* **What is expected**:
Reproduce all records verbatim.

──────── Data for review ────────

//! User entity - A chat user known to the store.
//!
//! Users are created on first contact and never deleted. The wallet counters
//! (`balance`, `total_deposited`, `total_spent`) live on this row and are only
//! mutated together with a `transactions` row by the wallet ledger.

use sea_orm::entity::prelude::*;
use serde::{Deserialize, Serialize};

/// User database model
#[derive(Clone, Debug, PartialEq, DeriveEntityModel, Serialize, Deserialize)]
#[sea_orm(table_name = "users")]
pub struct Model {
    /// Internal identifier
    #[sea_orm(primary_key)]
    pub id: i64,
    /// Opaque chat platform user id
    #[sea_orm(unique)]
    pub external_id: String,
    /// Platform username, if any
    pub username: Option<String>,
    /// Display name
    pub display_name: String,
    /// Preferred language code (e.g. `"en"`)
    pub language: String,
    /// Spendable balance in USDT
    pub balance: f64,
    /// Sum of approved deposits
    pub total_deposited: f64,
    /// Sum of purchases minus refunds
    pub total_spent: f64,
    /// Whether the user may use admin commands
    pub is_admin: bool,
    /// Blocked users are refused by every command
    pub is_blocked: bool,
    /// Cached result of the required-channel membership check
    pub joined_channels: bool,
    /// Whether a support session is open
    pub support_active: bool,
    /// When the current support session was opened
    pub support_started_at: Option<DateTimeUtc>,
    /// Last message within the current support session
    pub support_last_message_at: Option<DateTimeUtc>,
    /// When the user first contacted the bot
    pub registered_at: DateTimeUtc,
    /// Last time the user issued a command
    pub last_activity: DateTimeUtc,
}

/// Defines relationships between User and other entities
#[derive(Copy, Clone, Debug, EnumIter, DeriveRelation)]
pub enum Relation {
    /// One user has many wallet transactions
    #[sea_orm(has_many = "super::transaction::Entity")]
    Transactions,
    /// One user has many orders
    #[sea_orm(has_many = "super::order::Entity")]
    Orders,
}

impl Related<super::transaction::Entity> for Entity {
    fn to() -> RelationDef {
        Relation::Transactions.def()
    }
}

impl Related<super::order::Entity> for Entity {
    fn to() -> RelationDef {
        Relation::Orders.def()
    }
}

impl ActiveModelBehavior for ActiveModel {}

────────

* **Answer space**:
//! User entity - A chat user known to the store.
//!
//! Users are created on first contact and never deleted. The wallet counters
//! (`balance`, `total_deposited`, `total_spent`) live on this row and are only
//! mutated together with a `transactions` row by the wallet ledger.

use sea_orm::entity::prelude::*;
use serde::{Deserialize, Serialize};

/// User database model
#[derive(Clone, Debug, PartialEq, DeriveEntityModel, Serialize, Deserialize)]
#[sea_orm(table_name = "users")]
pub struct Model {
    /// Internal identifier
    #[sea_orm(primary_key)]
    pub id: i64,
    /// Opaque chat platform user id
    #[sea_orm(unique)]
    pub external_id: String,
    /// Platform username, if any
    pub username: Option<String>,
    /// Display name
    pub display_name: String,
    /// Preferred language code (e.g. `"en"`)
    pub language: String,
    /// Spendable balance in USDT
    pub balance: f64,
    /// Sum of approved deposits
    pub total_deposited: f64,
    /// Sum of purchases minus refunds
    pub total_spent: f64,
    /// Whether the user may use admin commands
    pub is_admin: bool,
    /// Blocked users are refused by every command
    pub is_blocked: bool,
    /// Cached result of the required-channel membership check
    pub joined_channels: bool,
    /// Whether a support session is open
    pub support_active: bool,
    /// When the current support session was opened
    pub support_started_at: Option<DateTimeUtc>,
    /// Last message within the current support session
    pub support_last_message_at: Option<DateTimeUtc>,
    /// When the user first contacted the bot
    pub registered_at: DateTimeUtc,
    /// Last time the user issued a command
    pub last_activity: DateTimeUtc,
}

/// Defines relationships between User and other entities
#[derive(Copy, Clone, Debug, EnumIter, DeriveRelation)]
pub enum Relation {
    /// One user has many wallet transactions
    #[sea_orm(has_many = "super::transaction::Entity")]
    Transactions,
    /// One user has many orders
    #[sea_orm(has_many = "super::order::Entity")]
    Orders,
}

impl Related<super::transaction::Entity> for Entity {
    fn to() -> RelationDef {
        Relation::Transactions.def()
    }
}

impl Related<super::order::Entity> for Entity {
    fn to() -> RelationDef {
        Relation::Orders.def()
    }
}

impl ActiveModelBehavior for ActiveModel {}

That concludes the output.